North Korea fires more projectiles into sea off its coast, South says
SEOUL, South Korea (CNN) — North Korea on Monday fired more projectiles into the sea off its east coast, South Korean officials said, urging Pyongyang to refrain from “tension-creating acts.”
The South Korean Defense Ministry still needs to analyze exactly what the North has been firing for the past three days, said Choi Yong-su, an official in the ministry’s spokesperson’s office.
They could be short-range missiles or a new kind of large-caliber artillery rocket, according to the ministry.
The North fired three projectiles into waters off its east coast on Saturday and a fourth on Sunday. It fired two more on Monday, Choi said.
The short-range launches haven’t so far caused major concern in Seoul or Washington. North Korea last fired this kind of projectile as recently as March, according to South Korea.
The office of South Korean President Park Geun-hye said Monday that the North “should not engage in tension-creating acts,” Yonhap reported.
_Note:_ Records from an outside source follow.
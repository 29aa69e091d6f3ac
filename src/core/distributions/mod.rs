//! Probability distributions for effect magnitudes
//!
//! Designers describe magnitudes as a named family plus loose parameters
//! (`DistributionParameters`). [`Distribution::from_parameters`] validates
//! that wire form into a typed family that can be sampled.

pub mod dice;

use rand::Rng;
use rand_distr::{Distribution as _, Normal};
use serde::{Deserialize, Serialize};
use serde_json::{Map, Value};
use thiserror::Error;

pub use dice::{DiceError, DiceNotation, DiceRoller, RollResult};

/// Accepted distribution family names.
pub const DISTRIBUTION_TYPES: &[&str] = &["uniform", "gaussian", "skewnorm", "bimodal", "die_roll"];

pub fn is_valid_type(name: &str) -> bool {
    DISTRIBUTION_TYPES.contains(&name)
}

#[derive(Debug, Error, PartialEq)]
pub enum DistributionError {
    #[error("Unknown distribution type: {0}")]
    UnknownType(String),

    #[error("Parameter '{name}' must be numeric, got {value}")]
    NonNumeric { name: String, value: String },

    #[error("Parameter '{0}' must be non-negative")]
    NegativeStdDev(&'static str),

    #[error("Uniform min ({min}) must not exceed max ({max})")]
    InvertedRange { min: f64, max: f64 },

    #[error("Uniform range from {min} to {max} is too wide to sample")]
    RangeOverflow { min: f64, max: f64 },

    #[error("Bimodal weight must be between 0 and 1, got {0}")]
    WeightOutOfRange(f64),

    #[error(transparent)]
    Dice(#[from] DiceError),
}

pub type DistributionResult<T> = Result<T, DistributionError>;

/// Wire form: `{"type": "gaussian", "params": {"mean": 10, "std_dev": 2}}`.
#[derive(Debug, Clone, PartialEq, Serialize, Deserialize)]
pub struct DistributionParameters {
    #[serde(rename = "type", default = "default_type")]
    pub kind: String,
    #[serde(default)]
    pub params: Map<String, Value>,
}

fn default_type() -> String {
    "uniform".to_string()
}

impl DistributionParameters {
    pub fn new(kind: impl Into<String>, params: Value) -> Self {
        let params = match params {
            Value::Object(map) => map,
            _ => Map::new(),
        };
        Self {
            kind: kind.into(),
            params,
        }
    }
}

/// A validated distribution family.
#[derive(Debug, Clone, PartialEq)]
pub enum Distribution {
    Uniform { min: f64, max: f64 },
    Gaussian { mean: f64, std_dev: f64 },
    SkewNormal { mean: f64, std_dev: f64, skew: f64 },
    Bimodal { mean1: f64, std1: f64, mean2: f64, std2: f64, weight: f64 },
    DieRoll(DiceNotation),
}

impl Distribution {
    /// Validate loose parameters into a typed family, filling defaults for
    /// anything missing.
    pub fn from_parameters(parameters: &DistributionParameters) -> DistributionResult<Self> {
        let params = &parameters.params;
        match parameters.kind.as_str() {
            "uniform" => {
                let min = number_or(params, &["min_val", "min"], 0.0)?;
                let max = number_or(params, &["max_val", "max"], 1.0)?;
                if min > max {
                    return Err(DistributionError::InvertedRange { min, max });
                }
                if !(max - min).is_finite() {
                    return Err(DistributionError::RangeOverflow { min, max });
                }
                Ok(Distribution::Uniform { min, max })
            }
            "gaussian" => {
                let mean = number_or(params, &["mean"], 0.0)?;
                let std_dev = non_negative(params, "std_dev")?;
                Ok(Distribution::Gaussian { mean, std_dev })
            }
            "skewnorm" => {
                let mean = number_or(params, &["mean"], 0.0)?;
                let std_dev = non_negative(params, "std_dev")?;
                let skew = number_or(params, &["skew"], 0.0)?;
                Ok(Distribution::SkewNormal { mean, std_dev, skew })
            }
            "bimodal" => {
                let mean1 = number_or(params, &["mean1"], 0.0)?;
                let std1 = non_negative(params, "std1")?;
                let mean2 = number_or(params, &["mean2"], 0.0)?;
                let std2 = non_negative(params, "std2")?;
                let weight = number_or(params, &["weight"], 0.5)?;
                if !(0.0..=1.0).contains(&weight) {
                    return Err(DistributionError::WeightOutOfRange(weight));
                }
                Ok(Distribution::Bimodal {
                    mean1,
                    std1,
                    mean2,
                    std2,
                    weight,
                })
            }
            "die_roll" => {
                let notation = match params.get("notation") {
                    None | Some(Value::Null) => "1d6".to_string(),
                    Some(Value::String(s)) => s.clone(),
                    Some(other) => other.to_string(),
                };
                Ok(Distribution::DieRoll(DiceNotation::parse(&notation)?))
            }
            other => Err(DistributionError::UnknownType(other.to_string())),
        }
    }

    /// Draw one magnitude.
    pub fn sample<R: Rng + ?Sized>(&self, rng: &mut R) -> f64 {
        match self {
            Distribution::Uniform { min, max } => {
                if min == max {
                    *min
                } else if (max - min).is_finite() {
                    rng.gen_range(*min..=*max)
                } else {
                    let t: f64 = rng.gen();
                    min * (1.0 - t) + max * t
                }
            }
            Distribution::Gaussian { mean, std_dev } => normal(*mean, *std_dev, rng),
            Distribution::SkewNormal { mean, std_dev, skew } => {
                let x = normal(*mean, *std_dev, rng);
                if *skew == 0.0 {
                    x
                } else {
                    let factor = 1.0 + skew * (x - mean).abs() / (std_dev + 1.0);
                    mean + (x - mean) * factor
                }
            }
            Distribution::Bimodal {
                mean1,
                std1,
                mean2,
                std2,
                weight,
            } => {
                if rng.gen::<f64>() < *weight {
                    normal(*mean1, *std1, rng)
                } else {
                    normal(*mean2, *std2, rng)
                }
            }
            Distribution::DieRoll(notation) => {
                DiceRoller::new().roll_with_rng(notation, rng).total as f64
            }
        }
    }

    /// Closed-form mean. Skew-normal reports its location parameter.
    pub fn expected_value(&self) -> f64 {
        match self {
            Distribution::Uniform { min, max } => (min + max) / 2.0,
            Distribution::Gaussian { mean, .. } => *mean,
            Distribution::SkewNormal { mean, .. } => *mean,
            Distribution::Bimodal {
                mean1,
                mean2,
                weight,
                ..
            } => weight * mean1 + (1.0 - weight) * mean2,
            Distribution::DieRoll(notation) => notation.average(),
        }
    }

    pub fn type_name(&self) -> &'static str {
        match self {
            Distribution::Uniform { .. } => "uniform",
            Distribution::Gaussian { .. } => "gaussian",
            Distribution::SkewNormal { .. } => "skewnorm",
            Distribution::Bimodal { .. } => "bimodal",
            Distribution::DieRoll(_) => "die_roll",
        }
    }
}

impl TryFrom<&DistributionParameters> for Distribution {
    type Error = DistributionError;

    fn try_from(value: &DistributionParameters) -> Result<Self, Self::Error> {
        Distribution::from_parameters(value)
    }
}

fn normal<R: Rng + ?Sized>(mean: f64, std_dev: f64, rng: &mut R) -> f64 {
    if std_dev == 0.0 {
        return mean;
    }
    match Normal::new(mean, std_dev) {
        Ok(dist) => dist.sample(rng),
        // Only reachable for non-finite std_dev, which validation rejects.
        Err(_) => mean,
    }
}

fn non_negative(params: &Map<String, Value>, key: &'static str) -> DistributionResult<f64> {
    let value = number_or(params, &[key], 1.0)?;
    if value < 0.0 {
        return Err(DistributionError::NegativeStdDev(key));
    }
    Ok(value)
}

/// First present key wins. Numbers and numeric strings are accepted.
fn number_or(params: &Map<String, Value>, keys: &[&str], default: f64) -> DistributionResult<f64> {
    let Some((key, value)) = keys
        .iter()
        .find_map(|k| params.get(*k).filter(|v| !v.is_null()).map(|v| (*k, v)))
    else {
        return Ok(default);
    };

    let non_numeric = || DistributionError::NonNumeric {
        name: key.to_string(),
        value: value.to_string(),
    };

    let number = match value {
        Value::Number(n) => n.as_f64().ok_or_else(non_numeric)?,
        Value::String(s) => s.trim().parse::<f64>().map_err(|_| non_numeric())?,
        _ => return Err(non_numeric()),
    };
    if !number.is_finite() {
        return Err(non_numeric());
    }
    Ok(number)
}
This month’s launches come after Pyongyang had last week criticized the presence of a U.S. nuclear-powered aircraft carrier in a South Korean port and its reported participation in joint naval drills.
The stop in Busan by the U.S.S. Nimitz and its strike group signified a move “to escalate the tension and ignite a nuclear war against” North Korea, the state-run newspaper Rodong Sinmun said in a commentary last week.
Prior to the Nimitz’s arrival, tensions in the region had eased from a period during March and April that included near daily North Korean threats of war against South Korea and the United States.
U.S. and South Korean officials feared at that time that Kim Jong Un’s regime was planning to carry out a test launch of longer-range ballistic missiles, believed to be Musudans. The South Korean government says Musudans have a maximum range of 3,500 kilometers (2,175 miles).
Andrew Salmon, a journalist and author based in the South Korean capital, Seoul, said North Korea’s short-range launches Saturday should not cause the same degree of concern as the launch of a satellite or medium-range Musudan missile.
“It’s a short-range tactical weapon. If any other country launched this kind of weapon, it’s a routine test, nobody would be too worried. It’s really simply because it’s North Korea doing this that it raises concerns,” he said.
South Korean officials haven’t so far said any of the projectiles were aimed at the South.
Tensions on the Korean Peninsula flared in recent months after the North’s long-range rocket launch in December and underground nuclear test in February, both of which were widely condemned.
Pyongyang’s fiery rhetoric intensified in March as the U.N. Security Council voted to tighten sanctions on the regime following the nuclear test.
Annual U.S.-South Korean military drills in South Korea also fueled the North’s anger, especially when the United States carried out displays of strength that included nuclear-capable B2 stealth bombers.
North Korea is demanding recognition as a nuclear power, something the United States refuses to accept.